At a time when too many market participants are seemingly terrified of hyperinflation (or at least if you attribute part of gold’s summer surge and recent record highs in Bitcoin to debasement concerns), there sure seems to be a lot of disinflation going around.
While it’s undoubtedly true that the pandemic was a supply shock and thus could add to inflationary pressures down the road, COVID-19 was first and foremost a demand shock of epic proportions. Just ask the oil industry. Or the services sector.
That means that whatever happens over the medium- to longer-term, we’re still not done working through the deflationary effects. Given that, it should come as no surprise that consumer prices dropped again in Europe last month. CPI was -0.3% on the flash read, more sluggish than the expected -0.2%.
So, that’s four straight months of negative prints on the headline gauge. Core remained stuck at a record low of 0.2% last month.
To be sure, this was expected. ECB officials have said that inflation is likely to remain negative for at least a few more months, as the oil price shock and tax cuts work their way through.
Still, new lockdown measures instituted last month across Europe’s largest economies imperil the outlook further. In Germany, for example, CPI slipped at the swiftest pace in more than 10 years.
This will make it even more difficult for the ECB to hit its ever elusive target, which is now so far away that Christine Lagarde can’t even see it through the clouds (but you can see it on the red line in the figures above).
The ECB will almost surely top up its pandemic emergency QE program this month, bringing the facility’s firepower to nearly €1.9 trillion.

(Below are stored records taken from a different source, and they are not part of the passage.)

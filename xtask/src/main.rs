use std::process;

use anyhow::Result;
use clap::{ArgMatches, Command};

const BIN_NAME: &str = "rebrand";

fn main() -> Result<()> {
    let args = clap::command!()
        .subcommand_required(true)
        .arg_required_else_help(true)
        .subcommand(Command::new("install").about("Install rebrand binary locally"))
        .subcommand(
            Command::new("run")
                .about("Build and run rebrand with arguments")
                .trailing_var_arg(true)
                .allow_hyphen_values(true)
                .arg(clap::Arg::new("args")
                    .help("Arguments to pass to rebrand")
                    .action(clap::ArgAction::Append)
                    .num_args(0..))
        )
        .subcommand(
            Command::new("test")
                .about("Test Operations")
                .subcommand(Command::new("all").about("Run all tests for the entire project"))
                .subcommand(Command::new("core").about("Run unit tests for rebrand-core"))
                .subcommand(Command::new("bin").about("Run tests for rebrand-bin"))
                .subcommand(Command::new("integration").about("Run fixture project tests and CLI smoke checks"))
        )
        .get_matches();

    match args.subcommand() {
        Some(("install", _args)) => install(),
        Some(("run", args)) => run(args),
        Some(("test", args)) => handle_test_commands(args),
        Some((command, _)) => anyhow::bail!("Unexpected command: {command}"),
        None => anyhow::bail!("Expected subcommand"),
    }
}

fn cargo(args: &[&str], failure: &str) -> Result<()> {
    let status = process::Command::new("cargo").args(args).status()?;

    if !status.success() {
        anyhow::bail!("{failure}");
    }
    Ok(())
}

fn install() -> Result<()> {
    println!("Installing {BIN_NAME}...");
    cargo(&["install", "--path", "crates/rebrand-bin"], "Failed to install rebrand")?;
    println!("✓ {BIN_NAME} installed successfully");
    Ok(())
}

fn run(args: &ArgMatches) -> Result<()> {
    let run_args: Vec<String> = args.get_many::<String>("args")
        .map_or(Vec::new(), |vals| vals.cloned().collect());

    let mut cargo_args = vec!["run", "--bin", BIN_NAME, "--"];
    cargo_args.extend(run_args.iter().map(String::as_str));

    cargo(&cargo_args, "Failed to run rebrand")
}

fn handle_test_commands(args: &ArgMatches) -> Result<()> {
    match args.subcommand() {
        Some(("all", _args)) => test_all(),
        Some(("core", _args)) => test_core(),
        Some(("bin", _args)) => test_bin(),
        Some(("integration", _args)) => test_integration(),
        _ => {
            println!("Available test commands:");
            println!("  all          - Run all tests for the entire project");
            println!("  core         - Run unit tests for rebrand-core");
            println!("  bin          - Run tests for rebrand-bin");
            println!("  integration  - Run fixture project tests and CLI smoke checks");
            Ok(())
        }
    }
}

fn test_all() -> Result<()> {
    println!("🧪 Running all tests for the rebrand project...\n");

    let suites: [(&str, fn() -> Result<()>); 4] = [
        ("rebrand-core", test_core),
        ("rebrand-bin", test_bin),
        ("integration", test_integration),
        ("documentation", test_docs),
    ];

    let mut all_passed = true;
    for (name, suite) in suites {
        match suite() {
            Ok(()) => println!("✅ {name} tests passed\n"),
            Err(e) => {
                all_passed = false;
                println!("❌ {name} tests failed: {e:?}\n");
            }
        }
    }

    if !all_passed {
        println!("💥 Some tests failed. Please check the output above.");
        anyhow::bail!("Test suite failed");
    }

    println!("🎉 All tests passed successfully!");
    Ok(())
}

fn test_core() -> Result<()> {
    println!("📚 Running rebrand-core unit tests...");
    cargo(&["test", "--package", "rebrand-core", "--lib"], "Core tests failed")
}

fn test_bin() -> Result<()> {
    println!("🔧 Running rebrand-bin tests...");
    cargo(&["test", "--package", "rebrand-bin"], "Binary tests failed")
}

fn test_docs() -> Result<()> {
    println!("📖 Running documentation tests...");
    cargo(&["test", "--doc", "--package", "rebrand-core"], "Documentation tests failed")
}

fn test_integration() -> Result<()> {
    println!("🔗 Running integration tests...");
    cargo(
        &["test", "--package", "rebrand-core", "--test", "integration_tests"],
        "Fixture project tests failed",
    )?;

    cargo(&["build", "--bin", BIN_NAME], "Failed to build rebrand binary")?;
    let smoke_checks: [&[&str]; 4] = [
        &["--help"],
        &["rename-app", "--help"],
        &["change-bundle-id", "--help"],
        &["--version"],
    ];
    for check in smoke_checks {
        let mut cargo_args = vec!["run", "--bin", BIN_NAME, "--"];
        cargo_args.extend_from_slice(check);
        cargo(&cargo_args, "CLI smoke check failed")?;
    }

    Ok(())
}
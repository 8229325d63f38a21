use std::fs;
use std::path::Path;

use quick_xml::events::Event;
use quick_xml::Reader;
use tracing::debug;

use crate::error::{RebrandError, Result};

pub fn value_from_json_file(key: &str, json_file: &Path) -> Result<Option<String>> {
    let content = fs::read_to_string(json_file)?;
    let document: serde_json::Value =
        serde_json::from_str(&content).map_err(|source| RebrandError::Json {
            path: json_file.to_path_buf(),
            source,
        })?;

    let value = document
        .get(key)
        .and_then(serde_json::Value::as_str)
        .map(str::to_string);
    debug!("JSON {:?} [{}] = {:?}", json_file, key, value);

    Ok(value)
}

/// Reads attribute `attr` from the first `tag` element of an XML document.
pub fn value_from_xml_file(tag: &str, attr: &str, xml_file: &Path) -> Result<Option<String>> {
    let content = fs::read_to_string(xml_file)?;
    let xml_error = |message: String| RebrandError::Xml {
        path: xml_file.to_path_buf(),
        message,
    };

    let mut reader = Reader::from_str(&content);
    loop {
        match reader.read_event() {
            Ok(Event::Start(e)) | Ok(Event::Empty(e)) if e.name().as_ref() == tag.as_bytes() => {
                for attribute in e.attributes() {
                    let attribute = attribute.map_err(|e| xml_error(e.to_string()))?;
                    if attribute.key.as_ref() == attr.as_bytes() {
                        let value = attribute
                            .unescape_value()
                            .map_err(|e| xml_error(e.to_string()))?;
                        debug!("XML {:?} <{} {}> = {:?}", xml_file, tag, attr, value);
                        return Ok(Some(value.into_owned()));
                    }
                }
                return Ok(None);
            }
            Ok(Event::Eof) => return Ok(None),
            Err(e) => return Err(xml_error(e.to_string())),
            _ => {}
        }
    }
}
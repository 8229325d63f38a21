use std::fmt;
use std::fs;
use std::io;
use std::path::{Path, PathBuf};

use tracing::{debug, info, warn};

use crate::change::{ContentMatch, FileChange};
use crate::error::{RebrandError, Result};

/// What to do when a planned target does not exist.
#[derive(Debug, Clone, Copy, PartialEq, Eq, Default)]
pub enum ExistencePolicy {
    #[default]
    Skip,
    Strict,
}

#[derive(Debug, Clone, Default)]
pub struct RunOptions {
    pub root_dir: Option<PathBuf>,
    pub report: bool,
    pub policy: ExistencePolicy,
    pub dry_run: bool,
}

#[derive(Debug, Clone, Copy, PartialEq, Eq)]
pub enum Outcome {
    Moved,
    Updated,
    Removed,
    Skipped,
    Kept,
}

impl fmt::Display for Outcome {
    fn fmt(&self, f: &mut fmt::Formatter<'_>) -> fmt::Result {
        let word = match self {
            Outcome::Moved => "MOVED",
            Outcome::Updated => "UPDATED",
            Outcome::Removed => "REMOVED",
            Outcome::Skipped => "NOT FOUND and SKIPPED",
            Outcome::Kept => "KEPT",
        };
        f.write_str(word)
    }
}

#[derive(Debug, Clone, PartialEq, Eq)]
pub struct TargetReport {
    pub target: PathBuf,
    pub outcome: Outcome,
}

impl fmt::Display for TargetReport {
    fn fmt(&self, f: &mut fmt::Formatter<'_>) -> fmt::Result {
        write!(f, "{} {}", self.target.display(), self.outcome)
    }
}

#[derive(Debug, Clone, Default)]
pub struct RunSummary {
    pub reports: Vec<TargetReport>,
}

impl RunSummary {
    pub fn count(&self, outcome: Outcome) -> usize {
        self.reports.iter().filter(|r| r.outcome == outcome).count()
    }
}

/// Applies [`FileChange`]s one target at a time, strictly in order.
pub struct ChangeRunner {
    options: RunOptions,
}
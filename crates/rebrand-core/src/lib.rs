use std::fs;
use std::path::{Path, PathBuf};

use tracing::{info, warn};

pub mod change;
pub mod discover;
pub mod error;
pub mod metadata;
pub mod planner;
pub mod project;
pub mod runner;
pub mod text;

pub use change::{ChangeKind, ContentMatch, FileChange};
pub use error::{RebrandError, Result};
pub use planner::{PlatformSelection, ProjectRenamer};
pub use project::{AndroidInfo, ReactNativeProject};
pub use runner::{ChangeRunner, ExistencePolicy, Outcome, RunOptions, RunSummary, TargetReport};

pub fn plan_rename(
    root_dir: &Path,
    new_display_name: &str,
    platforms: PlatformSelection,
) -> Result<Vec<FileChange>> {
    info!("Planning rename of {:?} to '{}'", root_dir, new_display_name);
    let project = ReactNativeProject::build(root_dir)?;
    Ok(ProjectRenamer::new(&project).rename_app(new_display_name, platforms))
}

pub fn plan_bundle_id_change(
    root_dir: &Path,
    new_bundle_id: &str,
    platforms: PlatformSelection,
) -> Result<Vec<FileChange>> {
    info!("Planning bundle id change of {:?} to '{}'", root_dir, new_bundle_id);
    let project = ReactNativeProject::build(root_dir)?.with_android_detected()?;
    if platforms.android && project.android_bundle_id().is_none() {
        warn!("No Android bundle id found - Android files will not be changed");
    }
    ProjectRenamer::new(&project).change_bundle_id(new_bundle_id, platforms)
}

/// Builds a runner whose relative targets resolve against `root_dir` unless the
/// options already name a root.
pub fn runner_for(root_dir: &Path, mut options: RunOptions) -> ChangeRunner {
    if options.root_dir.is_none() {
        options.root_dir = Some(root_dir.to_path_buf());
    }
    ChangeRunner::new(options)
}

/// Deletes each directory recursively, returning how many were removed.
pub fn remove_dirs(dirs: &[PathBuf]) -> Result<usize> {
    let mut removed = 0;
    for dir in dirs {
        if dir.is_dir() {
            info!("Removing directory: {:?}", dir);
            fs::remove_dir_all(dir)?;
            removed += 1;
        }
    }
    Ok(removed)
}
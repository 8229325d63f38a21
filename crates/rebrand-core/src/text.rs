use regex::{NoExpand, RegexBuilder};

pub fn without_spaces(value: &str) -> String {
    value.chars().filter(|c| !c.is_whitespace()).collect()
}

// Case-insensitive, first occurrence only. The needle is matched literally.
pub fn replace_first_match(value: &str, needle: &str, replace_with: &str) -> String {
    if needle.is_empty() {
        return value.to_string();
    }

    match RegexBuilder::new(&regex::escape(needle))
        .case_insensitive(true)
        .build()
    {
        Ok(pattern) => pattern.replace(value, NoExpand(replace_with)).into_owned(),
        Err(_) => value.to_string(),
    }
}

pub fn java_package_to_dir_path(package: &str) -> String {
    package.replace('.', "/")
}
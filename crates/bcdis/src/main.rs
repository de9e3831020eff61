//! bcdis - a register-VM bytecode disassembler
//!
//! Usage:
//!   bcdis <file>                   Disassemble raw bytecode
//!   bcdis <file> --hex             Disassemble hex text (`0c 05 40`)
//!   bcdis <file> -p 3              Name registers for a 3-parameter frame
//!   bcdis <file> --table isa.json  Use a custom opcode table
//!   bcdis --dump-table             Print the built-in opcode table as JSON

mod input;

use anyhow::{Context, Result};
use bcdis_core::{FrameRegisters, Instruction, OpcodeTable, REGISTER_FILE_START_OFFSET};
use bcdis_disasm::{BytecodeDisassembler, Disassembler, Listing, Walk};
use clap::Parser;
use serde::Serialize;
use std::fs;
use std::io::{self, Write};
use std::path::PathBuf;

#[derive(Parser)]
#[command(name = "bcdis")]
#[command(about = "A register-VM bytecode disassembler", long_about = None)]
struct Cli {
    /// Path to the bytecode file
    #[arg(required_unless_present = "dump_table")]
    input: Option<PathBuf>,

    /// Read the input as hex text instead of raw bytes
    #[arg(long)]
    hex: bool,

    /// Parameter count of the frame, receiver included
    #[arg(short, long, default_value = "1")]
    params: i32,

    /// JSON opcode table to use instead of the built-in one
    #[arg(short, long)]
    table: Option<PathBuf>,

    /// Operand value that encodes r0
    #[arg(long, default_value_t = REGISTER_FILE_START_OFFSET, allow_hyphen_values = true)]
    register_offset: i32,

    /// Offset to start disassembling at (decimal or 0x hex)
    #[arg(short, long, value_parser = input::parse_offset, default_value = "0")]
    start: usize,

    /// Maximum number of instructions to print
    #[arg(short = 'n', long)]
    count: Option<usize>,

    /// Emit one JSON object per instruction
    #[arg(long)]
    json: bool,

    /// Print the opcode table as JSON and exit
    #[arg(long)]
    dump_table: bool,

    /// Increase log verbosity (-v, -vv, -vvv)
    #[arg(short, long, action = clap::ArgAction::Count)]
    verbose: u8,
}

/// JSON form of a decoded instruction.
#[derive(Serialize)]
struct InstructionLine<'a> {
    #[serde(flatten)]
    instruction: &'a Instruction,
    text: String,
}

/// JSON form of a byte that failed to decode.
#[derive(Serialize)]
struct ErrorLine {
    offset: usize,
    error: String,
}

fn init_logging(verbose: u8) {
    let level = match verbose {
        0 => log::LevelFilter::Warn,
        1 => log::LevelFilter::Info,
        2 => log::LevelFilter::Debug,
        _ => log::LevelFilter::Trace,
    };
    env_logger::Builder::from_default_env()
        .filter_level(level)
        .format_timestamp(None)
        .init();
}

fn load_table(path: Option<&PathBuf>) -> Result<OpcodeTable> {
    match path {
        Some(path) => {
            let json = fs::read_to_string(path)
                .with_context(|| format!("Failed to read opcode table: {}", path.display()))?;
            OpcodeTable::from_json(&json)
                .with_context(|| format!("Failed to load opcode table: {}", path.display()))
        }
        None => Ok(OpcodeTable::standard()),
    }
}

fn main() -> Result<()> {
    let cli = Cli::parse();
    init_logging(cli.verbose);

    let table = load_table(cli.table.as_ref())?;
    log::info!("using opcode table with {} opcodes", table.len());

    let stdout = io::stdout();
    let mut out = stdout.lock();

    if cli.dump_table {
        writeln!(out, "{}", table.to_json()?)?;
        return Ok(());
    }

    let path = cli.input.as_ref().context("No input file given")?;
    let bytes = input::read_bytecode(path, cli.hex)?;
    log::info!("read {} bytes from {}", bytes.len(), path.display());

    let disasm = BytecodeDisassembler::with_registers(table, FrameRegisters::new(cli.register_offset))
        .with_parameter_count(cli.params);

    if cli.json {
        write_json(&mut out, &disasm, &bytes, cli.start, cli.count)?;
    } else {
        let mut listing = Listing::new(&disasm).start(cli.start);
        if let Some(count) = cli.count {
            listing = listing.limit(count);
        }
        write!(out, "{}", listing.render(&bytes))?;
    }

    Ok(())
}

fn write_json<W: Write, D: Disassembler>(
    out: &mut W,
    disasm: &D,
    bytes: &[u8],
    start: usize,
    count: Option<usize>,
) -> Result<()> {
    let steps = Walk::new(disasm, bytes).start(start);
    for (offset, result) in steps.take(count.unwrap_or(usize::MAX)) {
        let line = match result {
            Ok(instruction) => serde_json::to_string(&InstructionLine {
                text: disasm.render_instruction(&instruction),
                instruction: &instruction,
            })?,
            Err(e) => serde_json::to_string(&ErrorLine {
                offset,
                error: e.to_string(),
            })?,
        };
        writeln!(out, "{line}")?;
    }

    Ok(())
}
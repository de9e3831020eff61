//! Built-in instruction set.
//!
//! An accumulator-plus-register-file ISA in the style of a JavaScript
//! bytecode interpreter. Byte `0x0C` is `LdaSmi`, a single signed
//! immediate.

use crate::{OpcodeTable, OperandScale, OperandType};
use OperandType::*;

/// Ordinary opcodes of the standard table, after the prefixes and
/// debug-break markers.
const OPCODES: &[(u8, &str, &[OperandType])] = &[
    // Accumulator loads
    (0x08, "LdaZero", &[]),
    (0x09, "LdaUndefined", &[]),
    (0x0A, "LdaNull", &[]),
    (0x0B, "LdaTheHole", &[]),
    (0x0C, "LdaSmi", &[Imm]),
    (0x0D, "LdaConstant", &[Idx]),
    (0x0E, "LdaTrue", &[]),
    (0x0F, "LdaFalse", &[]),
    // Register transfers
    (0x10, "Ldar", &[Reg]),
    (0x11, "Star", &[RegOut]),
    (0x12, "Mov", &[Reg, RegOut]),
    // Globals and contexts
    (0x13, "LdaGlobal", &[Idx, Idx]),
    (0x14, "StaGlobal", &[Idx, Idx]),
    (0x15, "PushContext", &[RegOut]),
    (0x16, "PopContext", &[Reg]),
    (0x17, "LdaContextSlot", &[Reg, Idx, Idx]),
    (0x18, "StaContextSlot", &[Reg, Idx, Idx]),
    // Properties
    (0x19, "LdaNamedProperty", &[Reg, Idx, Idx]),
    (0x1A, "StaNamedProperty", &[Reg, Idx, Idx]),
    (0x1B, "LdaKeyedProperty", &[Reg, Idx]),
    (0x1C, "StaKeyedProperty", &[Reg, Reg, Idx]),
    // Arithmetic and tests
    (0x1D, "Add", &[Reg, Idx]),
    (0x1E, "Sub", &[Reg, Idx]),
    (0x1F, "Mul", &[Reg, Idx]),
    (0x20, "Div", &[Reg, Idx]),
    (0x21, "AddSmi", &[Imm, Idx]),
    (0x22, "Inc", &[Idx]),
    (0x23, "Dec", &[Idx]),
    (0x24, "TestEqual", &[Reg, Idx]),
    (0x25, "TestLessThan", &[Reg, Idx]),
    (0x26, "TypeOf", &[]),
    (0x27, "LogicalNot", &[]),
    // Calls
    (0x28, "CallProperty", &[Reg, Reg, RegCount, Idx]),
    (0x29, "CallUndefinedReceiver2", &[Reg, Reg, Reg, Idx]),
    (0x2A, "Construct", &[Reg, Reg, RegCount, Idx]),
    (0x2B, "CallRuntime", &[RuntimeId, Reg, RegCount]),
    (0x2C, "CallRuntimeForPair", &[RuntimeId, Reg, RegCount, RegOutPair]),
    (0x2D, "InvokeIntrinsic", &[IntrinsicId, Reg, RegCount]),
    (0x2E, "CallJSRuntime", &[Idx, Reg, RegCount]),
    // Iteration
    (0x2F, "ForInPrepare", &[RegOutTriple, Idx]),
    (0x30, "ForInNext", &[Reg, Reg, RegPair, Idx]),
    (0x31, "ForInStep", &[Reg]),
    (0x32, "ForOfNext", &[RegTriple, Idx]),
    // Literals and closures
    (0x33, "CreateClosure", &[Idx, Idx, Flag8]),
    (0x34, "CreateObjectLiteral", &[Idx, Idx, Flag8]),
    (0x35, "CreateArrayLiteral", &[Idx, Idx, Flag8]),
    (0x36, "CreateRegExpLiteral", &[Idx, Idx, Flag8]),
    (0x37, "CreateBlockContext", &[Idx, MaybeReg]),
    // Control flow
    (0x38, "Jump", &[Imm]),
    (0x39, "JumpIfTrue", &[Imm]),
    (0x3A, "JumpIfFalse", &[Imm]),
    (0x3B, "JumpIfUndefined", &[Imm]),
    (0x3C, "JumpLoop", &[Imm, Imm]),
    (0x3D, "StackCheck", &[]),
    (0x3E, "Throw", &[]),
    (0x3F, "ReThrow", &[]),
    (0x40, "Return", &[]),
    // Generators
    (0x41, "SuspendGenerator", &[Reg, Reg, RegCount, Idx]),
    (0x42, "ResumeGenerator", &[Reg, RegOut, RegCount]),
    (0x43, "Illegal", &[]),
];

impl OpcodeTable {
    /// Returns the built-in instruction set.
    pub fn standard() -> Self {
        let builder = OpcodeTable::builder()
            .scale_prefix(0x00, "Wide", OperandScale::Double)
            .scale_prefix(0x01, "ExtraWide", OperandScale::Quad)
            .debug_break(0x02, "DebugBreakWide", &[RegCount])
            .debug_break(0x03, "DebugBreakExtraWide", &[RegCount])
            .debug_break(0x04, "DebugBreak0", &[])
            .debug_break(0x05, "DebugBreak1", &[Reg])
            .debug_break(0x06, "DebugBreak2", &[Reg, Reg])
            .debug_break(0x07, "DebugBreak3", &[Reg, Reg, Reg]);

        OPCODES
            .iter()
            .fold(builder, |builder, &(byte, name, operands)| {
                builder.opcode(byte, name, operands)
            })
            .build()
            .unwrap_or_else(|e| unreachable!("standard opcode table is inconsistent: {e}"))
    }
}

#[cfg(test)]
mod tests {
    use super::*;
    use crate::BytecodeMetadata;

    #[test]
    fn test_standard_table_builds() {
        let table = OpcodeTable::standard();
        assert_eq!(table.len(), OPCODES.len() + 8);
    }

    #[test]
    fn test_lda_smi() {
        let table = OpcodeTable::standard();
        assert_eq!(table.name(0x0C), "LdaSmi");
        assert_eq!(table.operand_types(0x0C), &[Imm]);
        assert_eq!(table.size(0x0C, OperandScale::Single), 2);
    }

    #[test]
    fn test_prefixes() {
        let table = OpcodeTable::standard();
        assert_eq!(table.scale_prefix(0x00), Some(OperandScale::Double));
        assert_eq!(table.scale_prefix(0x01), Some(OperandScale::Quad));
        let prefixes = (0..=255u8).filter(|&b| table.scale_prefix(b).is_some()).count();
        assert_eq!(prefixes, 2);
    }

    #[test]
    fn test_debug_breaks_have_no_scale_semantics() {
        let table = OpcodeTable::standard();
        for byte in 0x02..=0x07 {
            assert!(table.is_debug_break(byte));
            assert!(table.scale_prefix(byte).is_none());
        }
    }

    #[test]
    fn test_every_opcode_fits_six_columns_unscaled() {
        let table = OpcodeTable::standard();
        for info in table.iter() {
            assert!(
                table.size(info.byte, OperandScale::Single) <= 6,
                "{} is wider than the hex column",
                info.name
            );
        }
    }
}
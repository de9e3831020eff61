//! Decoded instructions and operands.

use std::fmt;

use crate::{OperandScale, Register, RegisterAddressing};

/// Width of the raw-byte column, in two-digit hex groups.
///
/// Shorter instructions are padded so mnemonics line up across lines.
pub const BYTECODE_COLUMN_GROUPS: usize = 6;

/// A decoded operand value.
#[derive(Debug, Clone, Copy, PartialEq, Eq)]
#[cfg_attr(feature = "serde", derive(serde::Serialize, serde::Deserialize))]
pub enum Operand {
    /// Register count (`#n`).
    RegCount(u32),
    /// Flag byte (`#n`).
    Flag(u32),
    /// Constant pool or feedback slot index (`[n]`).
    Index(u32),
    /// Runtime function id (`[n]`).
    RuntimeId(u32),
    /// Intrinsic function id (`[n]`).
    IntrinsicId(u32),
    /// Signed immediate (`[n]`).
    Immediate(i32),
    /// A single register.
    Register(Register),
    /// Consecutive registers `first` through `last`, inclusive.
    RegisterRange { first: Register, last: Register },
}

impl Operand {
    /// Creates a range covering `first` and the `length` registers after it.
    pub fn range(first: Register, length: i32) -> Self {
        Self::RegisterRange {
            first,
            last: first.offset(length),
        }
    }

    /// Returns true if this operand names registers.
    pub fn is_register(&self) -> bool {
        matches!(self, Self::Register(_) | Self::RegisterRange { .. })
    }

    /// Writes the textual form of this operand.
    pub fn write_to<W, R>(&self, out: &mut W, registers: &R, parameter_count: i32) -> fmt::Result
    where
        W: fmt::Write + ?Sized,
        R: RegisterAddressing + ?Sized,
    {
        match *self {
            Self::RegCount(n) | Self::Flag(n) => write!(out, "#{n}"),
            Self::Index(n) | Self::RuntimeId(n) | Self::IntrinsicId(n) => write!(out, "[{n}]"),
            Self::Immediate(n) => write!(out, "[{n}]"),
            Self::Register(reg) => out.write_str(&registers.name(reg, parameter_count)),
            Self::RegisterRange { first, last } => write!(
                out,
                "{}-{}",
                registers.name(first, parameter_count),
                registers.name(last, parameter_count)
            ),
        }
    }
}

/// A decoded instruction.
#[derive(Debug, Clone, PartialEq, Eq)]
#[cfg_attr(feature = "serde", derive(serde::Serialize, serde::Deserialize))]
pub struct Instruction {
    /// Offset of the first byte (the prefix, if any) in the bytecode.
    pub offset: usize,
    /// Raw bytes, prefix included.
    pub bytes: Vec<u8>,
    /// Opcode byte after any scale prefix.
    pub opcode: u8,
    /// Operand scale selected by the prefix.
    pub scale: OperandScale,
    /// Number of prefix bytes (0 or 1).
    pub prefix_len: usize,
    /// Mnemonic including any scale suffix.
    pub mnemonic: String,
    /// Decoded operands. Empty for debug-break markers.
    pub operands: Vec<Operand>,
    /// Whether this is a debug-break marker.
    pub debug_break: bool,
}

impl Instruction {
    /// Size in bytes, prefix included.
    pub fn size(&self) -> usize {
        self.bytes.len()
    }

    /// Offset of the next instruction.
    pub fn end_offset(&self) -> usize {
        self.offset + self.size()
    }

    /// Writes the raw-byte column, mnemonic and operands.
    pub fn write_to<W, R>(&self, out: &mut W, registers: &R, parameter_count: i32) -> fmt::Result
    where
        W: fmt::Write + ?Sized,
        R: RegisterAddressing + ?Sized,
    {
        for byte in &self.bytes {
            write!(out, "{byte:02x} ")?;
        }
        for _ in self.bytes.len()..BYTECODE_COLUMN_GROUPS {
            out.write_str("   ")?;
        }

        write!(out, "{} ", self.mnemonic)?;

        for (i, operand) in self.operands.iter().enumerate() {
            if i > 0 {
                out.write_str(", ")?;
            }
            operand.write_to(out, registers, parameter_count)?;
        }
        Ok(())
    }

    /// Returns a value that formats this instruction with `registers`.
    pub fn display<'a, R>(&'a self, registers: &'a R, parameter_count: i32) -> InstructionDisplay<'a, R>
    where
        R: RegisterAddressing + ?Sized,
    {
        InstructionDisplay {
            instruction: self,
            registers,
            parameter_count,
        }
    }
}

/// [`fmt::Display`] adapter returned by [`Instruction::display`].
pub struct InstructionDisplay<'a, R: ?Sized> {
    instruction: &'a Instruction,
    registers: &'a R,
    parameter_count: i32,
}

impl<R: RegisterAddressing + ?Sized> fmt::Display for InstructionDisplay<'_, R> {
    fn fmt(&self, f: &mut fmt::Formatter<'_>) -> fmt::Result {
        self.instruction
            .write_to(f, self.registers, self.parameter_count)
    }
}
//! Error types for bcdis-core.

use thiserror::Error;

/// Error building or loading an opcode table.
#[derive(Error, Debug)]
pub enum TableError {
    /// Two entries claim the same opcode byte.
    #[error("opcode {byte:#04x} defined twice ({first} and {second})")]
    DuplicateOpcode {
        byte: u8,
        first: String,
        second: String,
    },

    /// An entry has an empty mnemonic.
    #[error("opcode {0:#04x} has an empty mnemonic")]
    EmptyMnemonic(u8),

    /// A scale prefix declares operands.
    #[error("scale prefix {name} ({byte:#04x}) must not take operands")]
    PrefixWithOperands { byte: u8, name: String },

    /// A scale prefix selects the unscaled width.
    #[error("scale prefix {name} ({byte:#04x}) must select a wider scale")]
    SingleScalePrefix { byte: u8, name: String },

    /// The table file is not valid JSON or does not match the schema.
    #[cfg(feature = "serde")]
    #[error("invalid opcode table: {0}")]
    Json(#[from] serde_json::Error),
}
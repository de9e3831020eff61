//! Register operand decoding.

use bcdis_core::{OperandScale, OperandType, Register, RegisterAddressing};

use crate::operand::decode_signed;

/// Decodes a register operand.
///
/// The operand is read through the signed path and then mapped back to a
/// register by `registers`, which owns the producer's bias.
///
/// # Panics
/// If `operand` is shorter than the resolved width. In debug builds, also
/// if `ty` is not a register type.
pub fn decode_register<R>(
    operand: &[u8],
    ty: OperandType,
    scale: OperandScale,
    registers: &R,
) -> Register
where
    R: RegisterAddressing + ?Sized,
{
    debug_assert!(ty.is_register(), "{ty} is not a register operand");
    registers.from_operand(decode_signed(operand, ty, scale))
}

Some might be inclined to call that an example of “Einstein insanity” — that is, doing the same thing over and over again and expecting different results. Asset purchases and negative rates have failed to bring inflation sustainably to target in the post-financial crisis era, so why should they work any better in that regard now?
I’d note two things. First, Einstein never actually said that about insanity. Second, and more germane, if it’s insane for central banks to keep buying assets and cutting rates with the expectation that inflation will eventually rise even though that’s never worked before, what does that say about all the pundits who insist that “money printing” will eventually lead to hyperinflation? They must be insane squared.
Given that stock markets have a an essentially infinite capacity for capital absorption and that financial elites have an essentially infinite capacity for saving, what is supposed to stimulate hyperinflation? Us rank-and-file types certainly can’t be accused of possessing too much money and chasing too few goods.
I said the same thing but yours is the better/snappier expression… 🙂
Bingo! Maybe if wages were tied to stock prices/dividends it might work but all I’ve seen post GFC is get more done with less people, less raises, less promotions. Almost all the consumption demand is at the bottom 90% of the population and all the new money creation is going to the top 10% and primarily the top 1%.
They are equally insane inasmuch as we know why these policies will NOT bring about inflation. B/C the money isn’t being funnelled to The People.
But, if they were to really drop money from helicopters onto the masses, the only thing that would maybe prevent inflation is the degree of openness of a given economy i.e. how much initial spending goes straight out of the country. But even within very open economies, I wouldn’t bet on that being enough to stop inflation from rising.
Maybe not to hyperinflation levels but at least to 2%… 🙂
Point taken. In a country with out characteristics, a share of the money would end up flowing south into the hands of Mexican drug cartels. Through the laundering of the funds that I presume has been happening for decades now, it would end up back in Wall Street banks. The application of the funds would go into businesses but also into financial assets.
I’m being silly. But, there is a percentage of Main Street targeted money that would escape Main Street and go into illicit channels. What, eight to 12% maybe?
I mean you would have to drop enough to cover the debts/savings demand before it would make much of an impact. That means you could drop like a couple trillion on the general populous before they would do anything but hand it back to banks.
A casual observation of Americana leads me to believe you guys aren’t into savings… If money is dropped on you, a goodly chunk will be spent on goods and services, not neutralized in a saving account…
Money printing will generate inflation given normal or the right circumstances. In the face of a demand shock, zero interest rate bound/liquidity trap, that is not the case presently. It is bizarre that there are some that will parrot the line about inflation whenever central banks ease in the face of dire circumstances. It will take years and probably some real demographic and political changes for money printing to generate significant inflation down the road.
And the real question is, how much money would you have to print and put in Warren Buffett’s bank account before the average McDonald’s employee flipping burgers gets a dollar raise? I am not sure that amount is in the realm of conception. A Trillion? A Quadrillion? A Googolplex?
We’re also seeing deflation throughout Asia right now, and not just in Japan. Even in China, y/y CPI has fallen to 0.5% while PPI is still in deeply negative y/y territory.
I think part of the reason politics in Europe and the United States are so healthy right now is because people are so contented by all of their enhanced purchasing power. Wages don’t even need to rise because consumer prices keep falling, which is why savings rates are through the roof and households carry so little debt.
It can’t be as simple as supply-demand?? A huge over-supply and dwindling demand = deflation.